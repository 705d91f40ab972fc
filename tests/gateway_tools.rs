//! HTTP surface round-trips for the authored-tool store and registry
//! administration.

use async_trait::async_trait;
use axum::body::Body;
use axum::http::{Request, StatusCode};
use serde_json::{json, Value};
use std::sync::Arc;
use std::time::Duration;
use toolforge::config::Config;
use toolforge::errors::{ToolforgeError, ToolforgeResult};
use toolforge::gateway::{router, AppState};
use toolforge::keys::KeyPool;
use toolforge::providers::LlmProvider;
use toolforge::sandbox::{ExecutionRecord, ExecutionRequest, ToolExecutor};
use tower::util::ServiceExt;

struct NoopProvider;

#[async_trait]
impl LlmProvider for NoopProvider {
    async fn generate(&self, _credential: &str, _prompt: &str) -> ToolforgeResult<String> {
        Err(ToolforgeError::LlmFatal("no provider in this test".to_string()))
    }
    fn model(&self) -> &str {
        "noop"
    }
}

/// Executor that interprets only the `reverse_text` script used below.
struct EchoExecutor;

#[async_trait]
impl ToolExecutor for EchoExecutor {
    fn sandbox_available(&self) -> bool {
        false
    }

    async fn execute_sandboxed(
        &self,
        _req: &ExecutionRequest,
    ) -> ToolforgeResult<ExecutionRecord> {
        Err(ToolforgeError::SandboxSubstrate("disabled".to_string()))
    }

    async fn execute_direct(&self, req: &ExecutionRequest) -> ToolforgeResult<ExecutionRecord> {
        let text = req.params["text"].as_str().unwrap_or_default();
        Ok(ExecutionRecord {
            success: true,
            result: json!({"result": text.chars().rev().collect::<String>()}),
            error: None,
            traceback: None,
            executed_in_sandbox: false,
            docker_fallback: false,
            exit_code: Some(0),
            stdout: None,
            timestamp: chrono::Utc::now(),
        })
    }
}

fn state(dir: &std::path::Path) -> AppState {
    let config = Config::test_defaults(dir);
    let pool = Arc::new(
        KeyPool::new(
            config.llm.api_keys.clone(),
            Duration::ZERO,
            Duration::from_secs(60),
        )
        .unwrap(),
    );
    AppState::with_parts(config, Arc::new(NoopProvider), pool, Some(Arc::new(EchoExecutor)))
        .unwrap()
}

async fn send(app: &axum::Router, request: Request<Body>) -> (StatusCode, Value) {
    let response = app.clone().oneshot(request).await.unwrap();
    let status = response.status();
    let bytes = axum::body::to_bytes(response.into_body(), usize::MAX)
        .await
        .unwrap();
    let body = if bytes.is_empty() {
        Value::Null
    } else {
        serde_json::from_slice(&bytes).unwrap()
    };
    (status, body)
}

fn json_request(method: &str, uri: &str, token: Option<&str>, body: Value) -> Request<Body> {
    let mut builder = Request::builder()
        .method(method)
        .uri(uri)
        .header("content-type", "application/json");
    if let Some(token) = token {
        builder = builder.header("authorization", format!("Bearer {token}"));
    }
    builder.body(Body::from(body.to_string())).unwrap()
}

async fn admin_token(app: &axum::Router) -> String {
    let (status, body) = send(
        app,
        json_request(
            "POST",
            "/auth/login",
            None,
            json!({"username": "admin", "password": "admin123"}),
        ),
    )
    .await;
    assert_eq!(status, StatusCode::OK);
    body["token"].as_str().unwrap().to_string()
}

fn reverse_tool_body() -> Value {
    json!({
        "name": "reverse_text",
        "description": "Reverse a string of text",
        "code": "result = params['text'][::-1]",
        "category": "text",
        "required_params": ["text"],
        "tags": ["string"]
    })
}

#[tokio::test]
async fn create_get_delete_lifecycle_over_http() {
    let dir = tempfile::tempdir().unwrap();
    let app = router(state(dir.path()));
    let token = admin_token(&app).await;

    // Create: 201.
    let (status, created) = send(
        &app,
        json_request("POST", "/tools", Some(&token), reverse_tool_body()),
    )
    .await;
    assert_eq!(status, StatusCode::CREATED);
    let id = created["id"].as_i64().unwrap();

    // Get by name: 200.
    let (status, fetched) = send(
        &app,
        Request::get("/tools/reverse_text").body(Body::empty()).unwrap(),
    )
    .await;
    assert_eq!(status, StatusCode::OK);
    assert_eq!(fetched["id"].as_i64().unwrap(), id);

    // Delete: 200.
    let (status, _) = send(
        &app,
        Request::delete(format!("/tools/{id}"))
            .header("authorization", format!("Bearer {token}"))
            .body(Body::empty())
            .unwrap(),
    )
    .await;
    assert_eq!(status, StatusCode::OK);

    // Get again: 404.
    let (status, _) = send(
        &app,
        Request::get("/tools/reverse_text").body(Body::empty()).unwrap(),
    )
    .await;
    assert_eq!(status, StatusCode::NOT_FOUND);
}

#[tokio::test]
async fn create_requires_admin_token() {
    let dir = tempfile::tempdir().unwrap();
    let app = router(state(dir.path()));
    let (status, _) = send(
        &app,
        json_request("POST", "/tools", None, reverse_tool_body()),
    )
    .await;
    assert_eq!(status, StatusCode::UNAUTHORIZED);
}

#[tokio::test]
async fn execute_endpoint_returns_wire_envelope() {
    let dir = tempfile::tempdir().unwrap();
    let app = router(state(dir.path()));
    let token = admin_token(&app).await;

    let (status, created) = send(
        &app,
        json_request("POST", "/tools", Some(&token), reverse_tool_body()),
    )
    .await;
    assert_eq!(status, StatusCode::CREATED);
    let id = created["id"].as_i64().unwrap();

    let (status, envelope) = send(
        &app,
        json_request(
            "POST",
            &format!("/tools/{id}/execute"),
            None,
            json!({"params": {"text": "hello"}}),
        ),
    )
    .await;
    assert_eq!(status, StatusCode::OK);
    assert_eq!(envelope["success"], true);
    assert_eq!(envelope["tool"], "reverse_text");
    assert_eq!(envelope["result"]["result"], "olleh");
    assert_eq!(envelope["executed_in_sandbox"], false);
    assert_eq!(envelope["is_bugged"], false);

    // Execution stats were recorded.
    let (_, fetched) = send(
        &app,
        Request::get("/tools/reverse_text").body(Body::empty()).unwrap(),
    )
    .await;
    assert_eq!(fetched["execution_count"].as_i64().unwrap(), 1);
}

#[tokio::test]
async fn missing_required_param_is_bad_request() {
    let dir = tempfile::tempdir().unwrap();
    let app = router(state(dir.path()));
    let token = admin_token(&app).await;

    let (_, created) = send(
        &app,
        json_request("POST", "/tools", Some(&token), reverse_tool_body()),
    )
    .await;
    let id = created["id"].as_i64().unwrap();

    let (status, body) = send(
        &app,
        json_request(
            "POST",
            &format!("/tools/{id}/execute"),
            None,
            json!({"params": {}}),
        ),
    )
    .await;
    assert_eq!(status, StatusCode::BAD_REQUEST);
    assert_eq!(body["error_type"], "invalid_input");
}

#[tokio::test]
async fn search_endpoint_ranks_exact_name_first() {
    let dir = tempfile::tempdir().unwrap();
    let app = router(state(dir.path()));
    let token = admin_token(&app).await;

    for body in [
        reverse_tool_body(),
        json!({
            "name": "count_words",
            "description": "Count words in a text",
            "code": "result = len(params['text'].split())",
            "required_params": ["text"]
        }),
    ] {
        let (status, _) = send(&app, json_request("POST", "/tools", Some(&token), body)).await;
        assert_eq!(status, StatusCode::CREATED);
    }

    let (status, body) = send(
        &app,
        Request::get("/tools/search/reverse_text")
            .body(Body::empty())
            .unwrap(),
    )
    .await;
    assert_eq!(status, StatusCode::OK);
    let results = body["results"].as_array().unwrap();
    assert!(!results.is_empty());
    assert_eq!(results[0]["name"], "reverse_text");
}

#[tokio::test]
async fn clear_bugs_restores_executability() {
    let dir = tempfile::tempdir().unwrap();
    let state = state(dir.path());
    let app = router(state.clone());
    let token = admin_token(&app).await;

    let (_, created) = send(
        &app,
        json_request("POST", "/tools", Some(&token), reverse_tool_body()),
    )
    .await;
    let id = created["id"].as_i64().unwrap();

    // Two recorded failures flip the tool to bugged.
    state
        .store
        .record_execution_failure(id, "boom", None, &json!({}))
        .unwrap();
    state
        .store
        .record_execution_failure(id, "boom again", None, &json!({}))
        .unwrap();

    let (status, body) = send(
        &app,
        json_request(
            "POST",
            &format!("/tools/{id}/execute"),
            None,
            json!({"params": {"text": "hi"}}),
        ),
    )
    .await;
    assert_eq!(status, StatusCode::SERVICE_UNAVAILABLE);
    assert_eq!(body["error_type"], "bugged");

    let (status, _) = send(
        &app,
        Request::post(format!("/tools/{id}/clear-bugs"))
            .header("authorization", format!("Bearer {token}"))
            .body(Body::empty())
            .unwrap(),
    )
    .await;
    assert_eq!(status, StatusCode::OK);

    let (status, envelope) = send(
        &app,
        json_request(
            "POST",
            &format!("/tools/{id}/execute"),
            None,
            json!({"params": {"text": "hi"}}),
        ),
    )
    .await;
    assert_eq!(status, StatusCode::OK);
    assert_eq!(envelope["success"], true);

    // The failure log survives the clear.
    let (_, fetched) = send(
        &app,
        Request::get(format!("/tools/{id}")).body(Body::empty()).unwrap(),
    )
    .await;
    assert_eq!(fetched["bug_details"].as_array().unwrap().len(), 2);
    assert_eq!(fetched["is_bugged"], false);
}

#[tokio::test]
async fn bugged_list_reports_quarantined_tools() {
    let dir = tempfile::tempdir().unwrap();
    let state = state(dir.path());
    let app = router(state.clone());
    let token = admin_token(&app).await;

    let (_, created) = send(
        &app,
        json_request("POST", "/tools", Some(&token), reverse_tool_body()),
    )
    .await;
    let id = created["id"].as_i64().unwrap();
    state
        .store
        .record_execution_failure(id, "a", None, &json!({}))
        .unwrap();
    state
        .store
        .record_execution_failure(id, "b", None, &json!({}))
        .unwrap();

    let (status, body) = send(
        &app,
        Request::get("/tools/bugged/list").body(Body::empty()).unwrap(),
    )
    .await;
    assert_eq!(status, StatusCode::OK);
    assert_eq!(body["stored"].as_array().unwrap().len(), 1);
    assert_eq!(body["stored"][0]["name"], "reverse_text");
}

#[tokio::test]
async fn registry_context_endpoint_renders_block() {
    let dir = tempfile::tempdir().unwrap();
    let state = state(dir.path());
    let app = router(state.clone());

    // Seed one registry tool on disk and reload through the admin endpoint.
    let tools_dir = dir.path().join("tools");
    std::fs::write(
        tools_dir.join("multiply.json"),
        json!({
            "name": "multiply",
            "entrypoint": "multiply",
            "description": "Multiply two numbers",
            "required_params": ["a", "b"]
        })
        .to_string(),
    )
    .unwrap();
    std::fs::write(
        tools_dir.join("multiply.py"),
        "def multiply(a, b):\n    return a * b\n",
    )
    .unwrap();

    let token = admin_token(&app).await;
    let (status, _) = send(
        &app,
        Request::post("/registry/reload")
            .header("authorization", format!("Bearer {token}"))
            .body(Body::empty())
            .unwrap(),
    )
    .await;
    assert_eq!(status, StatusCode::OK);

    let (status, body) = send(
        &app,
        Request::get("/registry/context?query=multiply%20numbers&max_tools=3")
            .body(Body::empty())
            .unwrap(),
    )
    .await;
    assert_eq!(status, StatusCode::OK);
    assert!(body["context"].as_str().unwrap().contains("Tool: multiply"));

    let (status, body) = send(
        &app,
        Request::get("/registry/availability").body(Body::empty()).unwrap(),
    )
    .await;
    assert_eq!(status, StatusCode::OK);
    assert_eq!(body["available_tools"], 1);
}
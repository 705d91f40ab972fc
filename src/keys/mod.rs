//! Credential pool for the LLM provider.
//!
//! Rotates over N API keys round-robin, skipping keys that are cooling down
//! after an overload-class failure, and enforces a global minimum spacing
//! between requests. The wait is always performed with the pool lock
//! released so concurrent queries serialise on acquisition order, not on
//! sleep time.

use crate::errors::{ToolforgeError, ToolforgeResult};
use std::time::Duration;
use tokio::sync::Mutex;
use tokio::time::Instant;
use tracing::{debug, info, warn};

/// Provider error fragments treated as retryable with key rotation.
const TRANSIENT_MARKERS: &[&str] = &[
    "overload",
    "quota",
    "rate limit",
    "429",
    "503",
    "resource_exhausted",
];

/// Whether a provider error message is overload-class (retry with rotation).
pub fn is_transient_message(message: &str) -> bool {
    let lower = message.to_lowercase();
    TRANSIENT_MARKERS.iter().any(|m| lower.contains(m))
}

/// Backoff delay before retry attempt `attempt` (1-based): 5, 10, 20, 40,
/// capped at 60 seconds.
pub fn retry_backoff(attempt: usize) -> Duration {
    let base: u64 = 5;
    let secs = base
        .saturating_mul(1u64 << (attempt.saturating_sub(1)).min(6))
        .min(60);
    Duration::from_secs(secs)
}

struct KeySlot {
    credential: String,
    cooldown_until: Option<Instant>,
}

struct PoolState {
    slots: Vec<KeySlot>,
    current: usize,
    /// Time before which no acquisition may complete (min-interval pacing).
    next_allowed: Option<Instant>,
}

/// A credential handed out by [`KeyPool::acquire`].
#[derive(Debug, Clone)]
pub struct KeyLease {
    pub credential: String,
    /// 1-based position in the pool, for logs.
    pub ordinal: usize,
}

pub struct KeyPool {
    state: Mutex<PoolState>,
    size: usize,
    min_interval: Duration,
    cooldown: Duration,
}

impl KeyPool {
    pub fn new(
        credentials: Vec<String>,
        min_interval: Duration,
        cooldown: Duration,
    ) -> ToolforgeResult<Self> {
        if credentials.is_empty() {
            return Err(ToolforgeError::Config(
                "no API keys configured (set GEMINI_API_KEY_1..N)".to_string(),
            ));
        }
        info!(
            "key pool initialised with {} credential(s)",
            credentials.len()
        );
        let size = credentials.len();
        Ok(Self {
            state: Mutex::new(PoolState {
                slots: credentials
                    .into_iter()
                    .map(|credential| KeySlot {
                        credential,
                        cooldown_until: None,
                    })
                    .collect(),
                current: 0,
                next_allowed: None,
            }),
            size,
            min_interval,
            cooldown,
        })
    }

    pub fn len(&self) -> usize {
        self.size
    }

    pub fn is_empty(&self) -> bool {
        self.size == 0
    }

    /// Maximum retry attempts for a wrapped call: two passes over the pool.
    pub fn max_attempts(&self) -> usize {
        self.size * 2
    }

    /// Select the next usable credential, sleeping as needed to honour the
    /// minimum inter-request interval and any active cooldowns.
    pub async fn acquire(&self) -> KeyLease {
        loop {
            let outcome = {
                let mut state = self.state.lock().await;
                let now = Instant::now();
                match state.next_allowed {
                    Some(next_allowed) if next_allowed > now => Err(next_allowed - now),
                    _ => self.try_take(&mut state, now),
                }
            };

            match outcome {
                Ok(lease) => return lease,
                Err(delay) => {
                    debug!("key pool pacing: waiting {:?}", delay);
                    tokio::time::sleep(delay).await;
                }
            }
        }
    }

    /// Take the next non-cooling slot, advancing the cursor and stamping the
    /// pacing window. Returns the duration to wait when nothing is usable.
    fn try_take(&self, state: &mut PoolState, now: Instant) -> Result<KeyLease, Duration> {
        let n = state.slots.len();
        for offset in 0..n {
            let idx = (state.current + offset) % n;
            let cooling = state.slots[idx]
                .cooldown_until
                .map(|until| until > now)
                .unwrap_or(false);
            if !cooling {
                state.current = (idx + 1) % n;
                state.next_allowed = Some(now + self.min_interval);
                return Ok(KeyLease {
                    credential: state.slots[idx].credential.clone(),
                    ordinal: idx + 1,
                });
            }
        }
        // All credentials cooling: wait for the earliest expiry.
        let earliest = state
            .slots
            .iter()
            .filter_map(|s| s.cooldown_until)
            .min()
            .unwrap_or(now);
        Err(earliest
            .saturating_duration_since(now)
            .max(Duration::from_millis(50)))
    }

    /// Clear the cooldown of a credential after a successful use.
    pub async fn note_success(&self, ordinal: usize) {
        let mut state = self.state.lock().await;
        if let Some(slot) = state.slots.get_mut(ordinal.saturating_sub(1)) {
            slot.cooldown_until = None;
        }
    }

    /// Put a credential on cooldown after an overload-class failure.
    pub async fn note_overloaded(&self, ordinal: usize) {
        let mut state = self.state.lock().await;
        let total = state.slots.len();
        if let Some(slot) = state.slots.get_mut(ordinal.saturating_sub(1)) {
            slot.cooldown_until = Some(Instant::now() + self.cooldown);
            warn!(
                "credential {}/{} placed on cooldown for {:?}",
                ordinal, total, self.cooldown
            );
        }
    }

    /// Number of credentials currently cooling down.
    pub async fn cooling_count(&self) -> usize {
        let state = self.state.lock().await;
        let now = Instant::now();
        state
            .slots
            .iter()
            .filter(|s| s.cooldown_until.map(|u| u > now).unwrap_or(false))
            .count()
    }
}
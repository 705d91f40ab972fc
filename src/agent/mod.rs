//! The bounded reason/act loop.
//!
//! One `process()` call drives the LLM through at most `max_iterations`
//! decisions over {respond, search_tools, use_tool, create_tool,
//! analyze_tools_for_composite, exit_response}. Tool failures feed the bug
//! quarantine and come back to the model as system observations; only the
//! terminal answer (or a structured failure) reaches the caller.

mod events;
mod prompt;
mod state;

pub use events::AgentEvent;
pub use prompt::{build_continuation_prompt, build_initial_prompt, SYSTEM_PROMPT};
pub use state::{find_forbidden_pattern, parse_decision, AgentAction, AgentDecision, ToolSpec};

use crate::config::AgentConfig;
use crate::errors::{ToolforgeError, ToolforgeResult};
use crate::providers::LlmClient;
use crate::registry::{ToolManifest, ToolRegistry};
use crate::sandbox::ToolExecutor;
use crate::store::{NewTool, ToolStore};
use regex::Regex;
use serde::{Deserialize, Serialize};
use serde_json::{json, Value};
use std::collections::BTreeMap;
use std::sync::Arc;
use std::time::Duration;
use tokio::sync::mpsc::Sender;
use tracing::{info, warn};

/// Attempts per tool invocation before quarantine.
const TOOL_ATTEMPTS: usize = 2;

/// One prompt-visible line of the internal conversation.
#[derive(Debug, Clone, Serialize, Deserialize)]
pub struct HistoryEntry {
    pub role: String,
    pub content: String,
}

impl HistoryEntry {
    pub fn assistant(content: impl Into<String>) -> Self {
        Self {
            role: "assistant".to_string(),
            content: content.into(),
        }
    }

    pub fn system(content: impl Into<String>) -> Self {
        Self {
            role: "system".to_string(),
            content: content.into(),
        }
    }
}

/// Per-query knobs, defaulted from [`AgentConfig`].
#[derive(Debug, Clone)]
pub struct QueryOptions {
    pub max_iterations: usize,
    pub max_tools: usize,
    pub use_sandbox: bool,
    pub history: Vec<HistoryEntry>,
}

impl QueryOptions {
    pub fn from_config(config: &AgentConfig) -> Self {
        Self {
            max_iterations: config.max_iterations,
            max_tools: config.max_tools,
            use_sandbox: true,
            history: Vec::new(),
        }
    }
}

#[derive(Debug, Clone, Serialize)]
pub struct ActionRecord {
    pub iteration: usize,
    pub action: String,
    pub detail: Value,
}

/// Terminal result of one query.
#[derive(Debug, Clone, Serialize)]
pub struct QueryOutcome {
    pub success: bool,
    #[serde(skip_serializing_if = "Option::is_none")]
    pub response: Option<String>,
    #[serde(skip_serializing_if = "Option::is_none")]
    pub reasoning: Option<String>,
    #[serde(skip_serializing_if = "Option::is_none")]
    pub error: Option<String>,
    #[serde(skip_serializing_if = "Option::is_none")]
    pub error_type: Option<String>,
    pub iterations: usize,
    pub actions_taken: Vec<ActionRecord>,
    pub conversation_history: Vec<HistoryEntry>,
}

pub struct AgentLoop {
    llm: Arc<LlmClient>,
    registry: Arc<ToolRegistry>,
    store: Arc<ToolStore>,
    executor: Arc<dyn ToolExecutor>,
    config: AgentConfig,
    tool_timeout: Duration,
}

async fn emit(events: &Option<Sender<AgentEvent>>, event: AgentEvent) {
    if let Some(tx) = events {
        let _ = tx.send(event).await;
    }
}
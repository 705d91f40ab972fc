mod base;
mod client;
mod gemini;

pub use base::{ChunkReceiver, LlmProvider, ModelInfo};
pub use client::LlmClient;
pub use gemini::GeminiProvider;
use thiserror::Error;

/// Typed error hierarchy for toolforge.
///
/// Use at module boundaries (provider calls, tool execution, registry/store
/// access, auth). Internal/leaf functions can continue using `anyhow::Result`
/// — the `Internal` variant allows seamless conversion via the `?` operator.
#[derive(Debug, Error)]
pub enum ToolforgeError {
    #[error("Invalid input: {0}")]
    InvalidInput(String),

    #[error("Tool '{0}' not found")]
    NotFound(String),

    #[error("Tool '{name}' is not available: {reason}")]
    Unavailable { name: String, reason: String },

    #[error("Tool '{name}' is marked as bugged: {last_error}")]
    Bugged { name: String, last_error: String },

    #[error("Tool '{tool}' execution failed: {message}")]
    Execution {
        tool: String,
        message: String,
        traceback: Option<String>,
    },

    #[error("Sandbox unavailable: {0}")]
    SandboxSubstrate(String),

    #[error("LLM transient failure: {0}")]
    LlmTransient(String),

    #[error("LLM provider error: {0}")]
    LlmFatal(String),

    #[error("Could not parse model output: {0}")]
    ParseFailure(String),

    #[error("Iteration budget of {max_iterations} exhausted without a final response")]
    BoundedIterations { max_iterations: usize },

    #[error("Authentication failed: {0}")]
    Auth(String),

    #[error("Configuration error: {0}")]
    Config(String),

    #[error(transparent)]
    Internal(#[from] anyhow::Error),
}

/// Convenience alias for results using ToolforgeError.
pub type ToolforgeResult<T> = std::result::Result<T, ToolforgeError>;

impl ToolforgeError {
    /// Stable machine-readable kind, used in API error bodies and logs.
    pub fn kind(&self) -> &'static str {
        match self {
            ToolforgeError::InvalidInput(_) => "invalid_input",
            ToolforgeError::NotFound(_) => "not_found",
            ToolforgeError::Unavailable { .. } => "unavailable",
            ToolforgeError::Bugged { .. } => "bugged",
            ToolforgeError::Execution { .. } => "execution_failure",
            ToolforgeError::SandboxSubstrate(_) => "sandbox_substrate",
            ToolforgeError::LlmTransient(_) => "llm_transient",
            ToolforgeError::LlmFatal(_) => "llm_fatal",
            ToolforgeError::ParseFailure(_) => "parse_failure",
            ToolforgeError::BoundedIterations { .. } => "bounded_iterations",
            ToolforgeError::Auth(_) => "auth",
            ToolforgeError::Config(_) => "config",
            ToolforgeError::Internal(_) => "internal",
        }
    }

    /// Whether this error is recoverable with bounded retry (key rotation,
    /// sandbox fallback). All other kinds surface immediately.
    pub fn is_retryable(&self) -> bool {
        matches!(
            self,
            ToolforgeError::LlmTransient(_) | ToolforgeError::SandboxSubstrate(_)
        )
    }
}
──────
Take the first line of the material above as the start and the line that contains "use toolforge::providers::LlmProvider;" as the end. Output only that span, every line exactly as it stands.

• ANSWER AREA:
repository 705d91f40ab972fc
filename tests/gateway_tools.rs
//! HTTP surface round-trips for the authored-tool store and registry
//! administration.

use async_trait::async_trait;
use axum::body::Body;
use axum::http::{Request, StatusCode};
use serde_json::{json, Value};
use std::sync::Arc;
use std::time::Duration;
use toolforge::config::Config;
use toolforge::errors::{ToolforgeError, ToolforgeResult};
use toolforge::gateway::{router, AppState};
use toolforge::keys::KeyPool;
use toolforge::providers::LlmProvider;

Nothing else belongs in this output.